Avec une banalité sans vergogne, la séquence d’ouverture montre tous les personnages principaux se croisant lors d’un concert pop dans la nuit du 5 octobre 2023. Parmi les participants, citons l’adolescente très religieuse Sapir (Daniel Gimpel), qui jouit de certaines libertés laïques avec sa meilleure amie, beaucoup moins religieuse, avant de se marier avec un homme avec qui elle a été jumelée. Parmi les autres jeunes profitant de la soirée, citons le DJ en herbe Matan Lavi (Nevo Katan), dont les parents Katya (Lena Fraifeld) et Gadi (Lior Miller) sont sur le point de se séparer.
Pendant ce temps, le soldat machiste Shabi Liani (Shalom Michaelshvili) est déjà divorcé de sa femme (Hagar Danon) et vit avec une femme plus jeune, au grand dégoût de sa fille adolescente Liri (Noa Cohen), qui sort avec Matan et sur le point de déménager au kibboutz où vit Matan.
Enfin, la policière locale Milly Lasri (Magi Azarzar), une immigrante juive marocaine, parle à son collègue Alfasi (Yaniv Biton) d’un prochain repas au cours duquel elle envisage de présenter sa mère traditionnelle (Evelin Hagoel) à son amante secrète Sandra (Hadas Yaron), qui souhaite avoir un enfant avec Milly.

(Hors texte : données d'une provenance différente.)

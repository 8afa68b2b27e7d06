//! Default handlers for requests that match no route

use crate::matcher::allow_header_value;
use async_trait::async_trait;
use http::header::{HeaderValue, ALLOW};
use http::StatusCode;
use std::sync::Arc;
use switchyard_core::{Chain, Context, Handler, Next, Result};

/// Responds `404 Not Found`
#[derive(Debug, Default, Clone, Copy)]
pub struct NotFound;

#[async_trait]
impl Handler for NotFound {
    async fn call(&self, ctx: &mut Context, _next: Next) -> Result<()> {
        ctx.response_mut().text(StatusCode::NOT_FOUND, "Not Found");
        Ok(())
    }
}

/// Responds `405 Method Not Allowed` with an `Allow` header
#[derive(Debug, Default, Clone, Copy)]
pub struct MethodNotAllowed;

#[async_trait]
impl Handler for MethodNotAllowed {
    async fn call(&self, ctx: &mut Context, _next: Next) -> Result<()> {
        let allow = allow_header_value(ctx.allowed_methods());
        let response = ctx.response_mut();
        response.text(StatusCode::METHOD_NOT_ALLOWED, "Method Not Allowed");
        if let Ok(value) = HeaderValue::from_str(&allow) {
            response.header(ALLOW, value);
        }
        Ok(())
    }
}

/// Chains run for unmatched requests: global middleware, then the handler
#[derive(Debug)]
pub(crate) struct Fallbacks {
    pub(crate) not_found: Chain,
    pub(crate) method_not_allowed: Chain,
}

impl Fallbacks {
    pub(crate) fn new(
        global: &[Arc<dyn Handler>],
        not_found: &Arc<dyn Handler>,
        method_not_allowed: &Arc<dyn Handler>,
    ) -> Self {
        let compose = |terminal: &Arc<dyn Handler>| -> Chain {
            global
                .iter()
                .cloned()
                .chain(std::iter::once(Arc::clone(terminal)))
                .collect()
        };

        Self {
            not_found: compose(not_found),
            method_not_allowed: compose(method_not_allowed),
        }
    }
}
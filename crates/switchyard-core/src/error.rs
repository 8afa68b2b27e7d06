//! Error types for Switchyard

/// Result type alias using [`Error`]
pub type Result<T, E = Error> = std::result::Result<T, E>;

/// A malformed route pattern, detected while compiling it
#[derive(Debug, Clone, PartialEq, Eq, thiserror::Error)]
pub enum PatternError {
    /// The same parameter name appears twice in one pattern
    #[error("duplicate parameter name '{name}' in pattern '{pattern}'")]
    DuplicateParamName {
        /// Offending pattern
        pattern: String,
        /// Repeated parameter name
        name: String,
    },

    /// A catch-all segment is followed by further segments
    #[error("catch-all segment '*{name}' must be the last segment of '{pattern}'")]
    CatchAllNotTerminal {
        /// Offending pattern
        pattern: String,
        /// Catch-all parameter name
        name: String,
    },

    /// A `:` or `*` segment without a name
    #[error("parameter without a name in pattern '{pattern}'")]
    EmptyParamName {
        /// Offending pattern
        pattern: String,
    },

    /// A non-empty pattern that does not start with `/`
    #[error("pattern '{pattern}' must start with '/'")]
    MissingLeadingSlash {
        /// Offending pattern
        pattern: String,
    },
}

/// A structural conflict detected while registering a route
#[derive(Debug, Clone, PartialEq, Eq, thiserror::Error)]
pub enum RegistrationError {
    /// The method already has a route at this pattern
    #[error("route already registered: {method} {pattern}")]
    DuplicateRoute {
        /// HTTP method
        method: http::Method,
        /// Full route pattern
        pattern: String,
    },

    /// A different parameter name is already registered at the same position
    #[error("parameter ':{new}' in '{pattern}' conflicts with existing ':{existing}' at the same position")]
    ConflictingParamName {
        /// Full route pattern being registered
        pattern: String,
        /// Name already present in the trie
        existing: String,
        /// Name requested by the new pattern
        new: String,
    },

    /// A route registered without any handler of its own
    #[error("route {method} {pattern} has no handler")]
    EmptyHandlerChain {
        /// HTTP method
        method: http::Method,
        /// Full route pattern
        pattern: String,
    },

    /// Registration attempted after the router started serving
    #[error("router is frozen, cannot register {target}")]
    Frozen {
        /// What was being registered, e.g. `GET /users` or `middleware on /api`
        target: String,
    },
}

/// Main error type for Switchyard
#[derive(Debug, thiserror::Error)]
pub enum Error {
    /// Malformed route pattern
    #[error("invalid pattern: {0}")]
    Pattern(#[from] PatternError),

    /// Route registration conflict
    #[error("registration failed: {0}")]
    Registration(#[from] RegistrationError),

    /// A handler terminated with an error
    #[error("handler error: {0}")]
    Handler(String),

    /// A handler panicked
    #[error("handler panicked: {0}")]
    Panic(String),

    /// The request could not be read, e.g. a truncated body
    #[error("invalid HTTP request: {0}")]
    InvalidRequest(String),

    /// Configuration error
    #[error("configuration error: {0}")]
    Config(String),

    /// Serialization error
    #[error("serialization error: {0}")]
    Serialization(#[from] serde_json::Error),
}

impl Error {
    /// Convert error to HTTP status code
    pub fn to_status_code(&self) -> http::StatusCode {
        use http::StatusCode;
        match self {
            Error::InvalidRequest(_) => StatusCode::BAD_REQUEST,
            _ => StatusCode::INTERNAL_SERVER_ERROR,
        }
    }

    /// Create a handler error
    pub fn handler(message: impl Into<String>) -> Self {
        Error::Handler(message.into())
    }
}

#[cfg(test)]
mod tests {
    use super::*;
    use http::StatusCode;

    #[test]
    fn test_error_status_codes() {
        assert_eq!(
            Error::InvalidRequest("bad header".to_string()).to_status_code(),
            StatusCode::BAD_REQUEST
        );
        assert_eq!(
            Error::Panic("boom".to_string()).to_status_code(),
            StatusCode::INTERNAL_SERVER_ERROR
        );
    }

    #[test]
    fn test_pattern_error_converts() {
        let err: Error = PatternError::EmptyParamName {
            pattern: "/users/:".to_string(),
        }
        .into();
        assert!(matches!(err, Error::Pattern(_)));
        assert!(err.to_string().contains("/users/:"));
    }

    #[test]
    fn test_registration_error_message() {
        let err = RegistrationError::ConflictingParamName {
            pattern: "/a/:y".to_string(),
            existing: "x".to_string(),
            new: "y".to_string(),
        };
        let msg = err.to_string();
        assert!(msg.contains(":x"));
        assert!(msg.contains(":y"));
    }
}
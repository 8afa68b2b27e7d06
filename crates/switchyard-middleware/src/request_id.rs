//! Request ID middleware for request correlation

use async_trait::async_trait;
use http::header::{HeaderName, HeaderValue};
use std::fmt;
use switchyard_core::{Context, Handler, Next, Result};
use uuid::Uuid;

/// Request ID format
#[derive(Debug, Clone, Copy, PartialEq, Eq, Default)]
pub enum IdGenerator {
    /// Hyphenated UUID v4
    #[default]
    UuidV4,
    /// UUID v4 without hyphens
    Simple,
}

impl IdGenerator {
    /// Generate a new ID
    pub fn generate(&self) -> String {
        match self {
            IdGenerator::UuidV4 => Uuid::new_v4().to_string(),
            IdGenerator::Simple => Uuid::new_v4().simple().to_string(),
        }
    }
}

/// Configuration for Request ID middleware
#[derive(Debug, Clone)]
pub struct RequestIdConfig {
    /// Header name for request ID
    pub header_name: String,
    /// ID generator strategy
    pub generator: IdGenerator,
    /// Whether to add request ID to response headers
    pub add_to_response: bool,
}

impl Default for RequestIdConfig {
    fn default() -> Self {
        Self {
            header_name: "X-Request-ID".to_string(),
            generator: IdGenerator::UuidV4,
            add_to_response: true,
        }
    }
}

/// Request ID middleware
///
/// Makes sure every request carries an ID header that later handlers can
/// read. An ID already present on the request is kept.
#[derive(Clone)]
pub struct RequestId {
    config: RequestIdConfig,
    header_name: HeaderName,
}

impl RequestId {
    /// Create a new Request ID middleware with default config
    pub fn new() -> Self {
        Self::with_config(RequestIdConfig::default())
    }

    /// Create a new Request ID middleware with custom config
    pub fn with_config(config: RequestIdConfig) -> Self {
        let header_name = HeaderName::from_bytes(config.header_name.as_bytes())
            .unwrap_or_else(|_| HeaderName::from_static("x-request-id"));

        Self {
            config,
            header_name,
        }
    }

    /// Header the ID is read from and written to
    pub fn header_name(&self) -> &HeaderName {
        &self.header_name
    }

    fn generate_id(&self) -> HeaderValue {
        let id = self.config.generator.generate();
        // UUIDs are plain ASCII
        HeaderValue::from_str(&id).unwrap_or_else(|_| HeaderValue::from_static("invalid"))
    }
}

impl Default for RequestId {
    fn default() -> Self {
        Self::new()
    }
}

impl fmt::Debug for RequestId {
    fn fmt(&self, f: &mut fmt::Formatter<'_>) -> fmt::Result {
        f.debug_struct("RequestId")
            .field("header_name", &self.config.header_name)
            .field("generator", &self.config.generator)
            .finish()
    }
}

#[async_trait]
impl Handler for RequestId {
    async fn call(&self, ctx: &mut Context, next: Next) -> Result<()> {
        let existing = ctx.headers().get(&self.header_name).cloned();
        let request_id = match existing {
            Some(existing) => existing,
            None => {
                let id = self.generate_id();
                ctx.request_mut()
                    .headers_mut()
                    .insert(self.header_name.clone(), id.clone());
                id
            }
        };

        let result = next.run(ctx).await;

        // Set after the chain so a response reset downstream cannot drop it
        if self.config.add_to_response {
            ctx.response_mut()
                .header(self.header_name.clone(), request_id);
        }

        result
    }
}
//! Demo application served by `switchyard serve`

use anyhow::{Context as _, Result};
use http_body_util::BodyExt;
use serde_json::json;
use std::str::FromStr;
use std::sync::Arc;
use switchyard_config::{Config, MiddlewareConfig};
use switchyard_core::StatusCode;
use switchyard_middleware::{
    BearerAuth, BearerAuthConfig, LoggingConfig, MiddlewareBuilder, Recovery, RequestIdConfig,
    TimeoutConfig,
};
use switchyard_router::prelude::*;
use switchyard_router::RouterConfig;

/// Build the global middleware stack described by `config`.
///
/// Order: recovery, request ID, logging, timeout. Authentication is not
/// part of the global stack; it is attached to the `/api` group.
pub fn middleware_stack(config: &MiddlewareConfig) -> Result<Vec<Arc<dyn Handler>>> {
    let mut builder = MiddlewareBuilder::new();

    if config.recovery.enabled {
        builder = builder.with_middleware(Arc::new(
            Recovery::new().expose_errors(config.recovery.expose_errors),
        ));
    }

    if config.request_id.enabled {
        builder = builder.with_request_id_config(RequestIdConfig {
            header_name: config.request_id.header.clone(),
            ..Default::default()
        });
    }

    if config.logging.enabled {
        let log_level = tracing::Level::from_str(&config.logging.level)
            .with_context(|| format!("invalid log level '{}'", config.logging.level))?;
        builder = builder.with_logging_config(LoggingConfig {
            log_level,
            log_headers: config.logging.log_headers,
            sensitive_headers: config.logging.sensitive_headers.clone(),
            log_response: true,
        });
    }

    if let Some(timeout) = &config.timeout {
        builder = builder.with_timeout_config(TimeoutConfig {
            request_timeout: timeout.duration,
            custom_error_message: timeout.message.clone(),
        });
    }

    Ok(builder.build())
}

/// Build the demo router from configuration
pub fn build_router(config: &Config) -> Result<Router> {
    let mut router = Router::with_config(RouterConfig {
        pool_max_idle: config.router.pool_max_idle,
    });

    router.use_all(middleware_stack(&config.middleware)?)?;

    router
        .get("/", only(Index))?
        .get("/health", only(Health))?;

    let mut api = router.group("/api")?;
    if let Some(auth) = &config.middleware.auth {
        api.use_middleware(Arc::new(BearerAuth::with_config(BearerAuthConfig {
            tokens: auth.tokens.clone(),
            skip_paths: auth.skip_paths.clone(),
            realm: auth.realm.clone(),
        })))?;
    }

    {
        let mut users = api.group("/users")?;
        users
            .get("", only(ListUsers))?
            .post("", only(Echo))?
            .get("/:id", only(ShowUser))?
            .put("/:id", only(Echo))?
            .delete("/:id", only(DeleteUser))?;
    }

    api.get("/files/*path", only(ShowFile))?;

    Ok(router)
}

fn only<H: Handler + 'static>(handler: H) -> Vec<Arc<dyn Handler>> {
    vec![Arc::new(handler) as Arc<dyn Handler>]
}

/// `GET /`
#[derive(Debug)]
struct Index;

#[async_trait]
impl Handler for Index {
    async fn call(&self, ctx: &mut Context, _next: Next) -> Result<(), Error> {
        ctx.response_mut().json(
            StatusCode::OK,
            &json!({
                "name": "switchyard",
                "version": env!("CARGO_PKG_VERSION"),
            }),
        )?;
        Ok(())
    }
}

/// `GET /health`
#[derive(Debug)]
struct Health;

#[async_trait]
impl Handler for Health {
    async fn call(&self, ctx: &mut Context, _next: Next) -> Result<(), Error> {
        ctx.response_mut().text(StatusCode::OK, "OK");
        Ok(())
    }
}

#[derive(Debug)]
struct ListUsers;

#[async_trait]
impl Handler for ListUsers {
    async fn call(&self, ctx: &mut Context, _next: Next) -> Result<(), Error> {
        ctx.response_mut()
            .json(StatusCode::OK, &json!({ "users": ["1", "2", "3"] }))?;
        Ok(())
    }
}

#[derive(Debug)]
struct ShowUser;

#[async_trait]
impl Handler for ShowUser {
    async fn call(&self, ctx: &mut Context, _next: Next) -> Result<(), Error> {
        let id = ctx.param("id").unwrap_or_default().to_string();
        ctx.response_mut()
            .json(StatusCode::OK, &json!({ "id": id }))?;
        Ok(())
    }
}

#[derive(Debug)]
struct DeleteUser;

#[async_trait]
impl Handler for DeleteUser {
    async fn call(&self, ctx: &mut Context, _next: Next) -> Result<(), Error> {
        ctx.response_mut().set_status(StatusCode::NO_CONTENT);
        Ok(())
    }
}

/// Echoes the request body back with the matched route and parameters
#[derive(Debug)]
struct Echo;

#[async_trait]
impl Handler for Echo {
    async fn call(&self, ctx: &mut Context, _next: Next) -> Result<(), Error> {
        let body = ctx
            .request()
            .body()
            .clone()
            .collect()
            .await
            .unwrap_or_else(|never| match never {})
            .to_bytes();

        let params: serde_json::Map<String, serde_json::Value> = ctx
            .params()
            .iter()
            .map(|(name, value)| (name.to_string(), json!(value)))
            .collect();

        let payload = json!({
            "method": ctx.method().as_str(),
            "route": ctx.route_pattern(),
            "params": params,
            "body": String::from_utf8_lossy(&body),
        });
        ctx.response_mut().json(StatusCode::OK, &payload)?;
        Ok(())
    }
}

#[derive(Debug)]
struct ShowFile;

#[async_trait]
impl Handler for ShowFile {
    async fn call(&self, ctx: &mut Context, _next: Next) -> Result<(), Error> {
        let path = ctx.param("path").unwrap_or_default().to_string();
        ctx.response_mut().text(StatusCode::OK, path);
        Ok(())
    }
}
//! CLI command definitions, routing, and tracing setup.

use std::path::PathBuf;

use clap::{Parser, Subcommand};
use color_eyre::eyre::Result;
use echobase_catalog::CatalogClient;
use echobase_core::enrichment::EchoBaseEnricher;
use echobase_core::pipeline::{self, ProgressReporter, RunConfig, RunSummary};
use echobase_shared::{AppConfig, CatalogConfig, EntityKind, init_config, load_config};
use indicatif::{ProgressBar, ProgressStyle};
use tracing::info;

// ---------------------------------------------------------------------------
// CLI structure
// ---------------------------------------------------------------------------

/// Echo Base: normalize catalog records and plan the evacuation of Hoth.
#[derive(Parser)]
#[command(
    name = "echobase",
    version,
    about = "Normalize star-wars catalog records into the Echo Base dataset.",
    long_about = None,
)]
pub(crate) struct Cli {
    /// Log format: text (default) or json.
    #[arg(long, default_value = "text", global = true)]
    pub log_format: LogFormat,

    /// Verbosity level (-v, -vv).
    #[arg(short, long, action = clap::ArgAction::Count, global = true)]
    pub verbose: u8,

    /// Catalog API root (overrides the config file).
    #[arg(long, global = true)]
    pub catalog_url: Option<String>,

    #[command(subcommand)]
    pub command: Command,
}

/// Log output format.
#[derive(Clone, Debug, clap::ValueEnum)]
pub(crate) enum LogFormat {
    Text,
    Json,
}

/// Top-level CLI subcommands.
#[derive(Subcommand)]
pub(crate) enum Command {
    /// Write the uninhabited planets and the enriched Echo Base documents.
    Run {
        /// Planets document.
        #[arg(long)]
        planets: Option<PathBuf>,

        /// Echo Base seed document.
        #[arg(long)]
        echo_base: Option<PathBuf>,

        /// Directory the outputs are written to (defaults to the working directory).
        #[arg(long)]
        out_dir: Option<PathBuf>,
    },

    /// Write only the uninhabited planets document.
    Planets {
        /// Planets document.
        #[arg(long)]
        input: Option<PathBuf>,

        /// Output path.
        #[arg(long)]
        out: Option<PathBuf>,
    },

    /// Search the catalog and print the first match, normalized.
    Fetch {
        /// Entity kind: person, planet, starship, species, vehicle.
        kind: EntityKind,

        /// Search term.
        term: String,
    },

    /// Configuration management.
    Config {
        /// Config subcommand.
        #[command(subcommand)]
        action: ConfigAction,
    },
}

/// Config subcommands.
#[derive(Subcommand)]
pub(crate) enum ConfigAction {
    /// Initialize config file with defaults.
    Init,
    /// Show resolved configuration.
    Show,
}

// ---------------------------------------------------------------------------
// Tracing setup
// ---------------------------------------------------------------------------

/// Initialize tracing based on CLI flags.
pub(crate) fn init_tracing(cli: &Cli) {
    use tracing_subscriber::{EnvFilter, fmt};

    let filter = match cli.verbose {
        0 => "echobase=info",
        1 => "echobase=debug",
        _ => "echobase=trace",
    };

    let env_filter = EnvFilter::try_from_default_env().unwrap_or_else(|_| EnvFilter::new(filter));

    match cli.log_format {
        LogFormat::Text => {
            fmt()
                .with_env_filter(env_filter)
                .with_target(false)
                .with_writer(std::io::stderr)
                .init();
        }
        LogFormat::Json => {
            fmt()
                .json()
                .with_env_filter(env_filter)
                .with_writer(std::io::stderr)
                .init();
        }
    }
}

// ---------------------------------------------------------------------------
// Command dispatch
// ---------------------------------------------------------------------------

/// Run the CLI command.
pub(crate) async fn run(cli: Cli) -> Result<()> {
    match cli.command {
        Command::Run {
            planets,
            echo_base,
            out_dir,
        } => {
            let config = resolved_config(cli.catalog_url.as_deref())?;
            cmd_run(&config, planets, echo_base, out_dir).await
        }
        Command::Planets { input, out } => {
            let config = resolved_config(cli.catalog_url.as_deref())?;
            cmd_planets(&config, input, out).await
        }
        Command::Fetch { kind, term } => {
            let config = resolved_config(cli.catalog_url.as_deref())?;
            cmd_fetch(&config, kind, &term).await
        }
        Command::Config { action } => match action {
            ConfigAction::Init => cmd_config_init().await,
            ConfigAction::Show => cmd_config_show(cli.catalog_url.as_deref()).await,
        },
    }
}

/// Config file values with command-line overrides applied.
fn resolved_config(catalog_url: Option<&str>) -> Result<AppConfig> {
    let mut config = load_config()?;
    if let Some(url) = catalog_url {
        config.catalog.base_url = url.to_string();
    }
    Ok(config)
}

async fn cmd_run(
    config: &AppConfig,
    planets: Option<PathBuf>,
    echo_base: Option<PathBuf>,
    out_dir: Option<PathBuf>,
) -> Result<()> {
    let mut run_config = RunConfig::from_app_config(config)?;
    if let Some(path) = planets {
        run_config.planets_input = path;
    }
    if let Some(path) = echo_base {
        run_config.echo_base_input = path;
    }
    if let Some(dir) = out_dir {
        run_config.uninhabited_output = dir.join(&run_config.uninhabited_output);
        run_config.echo_base_output = dir.join(&run_config.echo_base_output);
    }

    info!(
        planets = %run_config.planets_input.display(),
        echo_base = %run_config.echo_base_input.display(),
        "running pipeline"
    );

    let reporter = CliProgress::new()?;
    let summary = pipeline::run(&run_config, &reporter).await?;
    print_summary(&summary);
    Ok(())
}

async fn cmd_planets(config: &AppConfig, input: Option<PathBuf>, out: Option<PathBuf>) -> Result<()> {
    let mut run_config = RunConfig::from_app_config(config)?;
    if let Some(path) = input {
        run_config.planets_input = path;
    }
    if let Some(path) = out {
        run_config.uninhabited_output = path;
    }

    let reporter = CliProgress::new()?;
    let summary = pipeline::run_uninhabited(&run_config, &reporter).await?;
    print_summary(&summary);
    Ok(())
}

async fn cmd_fetch(config: &AppConfig, kind: EntityKind, term: &str) -> Result<()> {
    let catalog = CatalogConfig::try_from(config)?;
    let client = CatalogClient::new(&catalog)?;
    let enricher = EchoBaseEnricher::new(
        &client,
        config.pipeline.max_reference_depth,
        config.pipeline.passenger_overload_multiplier,
    );

    info!(%kind, term, "searching catalog");
    let record = enricher.lookup(kind, term).await?;
    println!("{}", serde_json::to_string_pretty(&record)?);
    Ok(())
}

fn print_summary(summary: &RunSummary) {
    println!();
    println!("  Uninhabited planets: {}", summary.uninhabited_planets);
    println!("  Planets written to:  {}", summary.uninhabited_output.display());
    if let Some(path) = &summary.echo_base_output {
        println!("  Echo Base written to: {}", path.display());
    }
    println!("  Time: {:.1}s", summary.elapsed.as_secs_f64());
    println!();
}

// ---------------------------------------------------------------------------
// CLI progress reporter
// ---------------------------------------------------------------------------

/// CLI progress reporter using an indicatif spinner.
struct CliProgress {
    spinner: ProgressBar,
}

impl CliProgress {
    fn new() -> Result<Self> {
        let spinner = ProgressBar::new_spinner();
        spinner.set_style(
            ProgressStyle::with_template("{spinner:.cyan} {msg}")?
                .tick_strings(&["⠋", "⠙", "⠹", "⠸", "⠼", "⠴", "⠦", "⠧", "⠇", "⠏"]),
        );
        spinner.enable_steady_tick(std::time::Duration::from_millis(80));
        Ok(Self { spinner })
    }
}

impl ProgressReporter for CliProgress {
    fn phase(&self, name: &str) {
        self.spinner.set_message(name.to_string());
    }

    fn record_ready(&self, label: &str, current: usize, total: usize) {
        self.spinner
            .set_message(format!("Normalized [{current}/{total}] {label}"));
    }

    fn done(&self, _summary: &RunSummary) {
        self.spinner.finish_and_clear();
    }
}

impl Drop for CliProgress {
    fn drop(&mut self) {
        // error paths never reach `done`
        if !self.spinner.is_finished() {
            self.spinner.finish_and_clear();
        }
    }
}

async fn cmd_config_init() -> Result<()> {
    let path = init_config()?;
    println!("Config initialized at: {}", path.display());
    Ok(())
}

async fn cmd_config_show(catalog_url: Option<&str>) -> Result<()> {
    let config = resolved_config(catalog_url)?;
    let toml_str = toml::to_string_pretty(&config)?;
    println!("{toml_str}");
    Ok(())
}

#[cfg(test)]
mod tests {
    use super::*;

    #[test]
    fn parses_fetch_with_kind() {
        let cli = Cli::try_parse_from(["echobase", "fetch", "starship", "millennium"]).unwrap();
        match cli.command {
            Command::Fetch { kind, term } => {
                assert_eq!(kind, EntityKind::Starship);
                assert_eq!(term, "millennium");
            }
            _ => panic!("expected fetch"),
        }
    }

    #[test]
    fn fetch_accepts_collection_names() {
        let cli = Cli::try_parse_from(["echobase", "fetch", "people", "leia"]).unwrap();
        assert!(matches!(cli.command, Command::Fetch { kind: EntityKind::Person, .. }));
    }

    #[test]
    fn spinner_is_cleared_when_dropped_without_done() {
        let progress = CliProgress::new().unwrap();
        let spinner = progress.spinner.clone();
        progress.phase("Reading seed documents");
        drop(progress);
        assert!(spinner.is_finished());
    }

    #[test]
    fn rejects_unknown_kind() {
        assert!(Cli::try_parse_from(["echobase", "fetch", "droids", "r2"]).is_err());
    }

    #[test]
    fn global_flags_after_subcommand() {
        let cli = Cli::try_parse_from([
            "echobase",
            "run",
            "--out-dir",
            "out",
            "--catalog-url",
            "http://localhost:8000/api",
            "-vv",
            "--log-format",
            "json",
        ])
        .unwrap();
        assert_eq!(cli.verbose, 2);
        assert!(matches!(cli.log_format, LogFormat::Json));
        assert_eq!(cli.catalog_url.as_deref(), Some("http://localhost:8000/api"));
        match cli.command {
            Command::Run { out_dir, planets, .. } => {
                assert_eq!(out_dir, Some(PathBuf::from("out")));
                assert!(planets.is_none());
            }
            _ => panic!("expected run"),
        }
    }
}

Les téléspectateurs cyniques, habitués aux grandes histoires d’ensemble où de mauvaises choses se produisent à grande échelle, pourraient commencer à essayer de déterminer qui de ce groupe mourra à la fin, bien que les victimes parmi les personnages ayant des parties parlantes soient étonnamment peu nombreuses. Les choses ont tendance à empirer pour ceux qui portent des armes et doivent engager le combat avec les assaillants du Hamas qui déferlent sur la frontière le 7 au matin, le visage masqué (permettant de fixer en poste leur dialogue crié en arabe).
Alors que les notes de presse du film expliquent comment le film tente d’aborder le traumatisme, un certain nombre de personnages semblent moins désemparés qu’on pourrait s’y attendre compte tenu des circonstances. Le jour de l’une des pires attaques terroristes de l’histoire, la vie continue malgré tout, avec Liri et Shabi réparant d’une manière ou d’une autre leur lien brisé dans une ambulance ; Matan se montre habile avec un fusil et pas seulement un fêtard effaré ; et, dans l’intrigue sans doute la plus bizarre, Sapir trouve potentiellement du matériel de mari plus approprié chez un érudit de yeshiva devenu trafiquant de drogue, qui l’aide à échapper à une rave envahie après avoir passé la nuit à danser sur l’extase.
Les choses se passent même bien pour le couple lesbien, même si un policier noir finit par avoir le cœur brisé. C’est ça la démocratie libérale pour vous.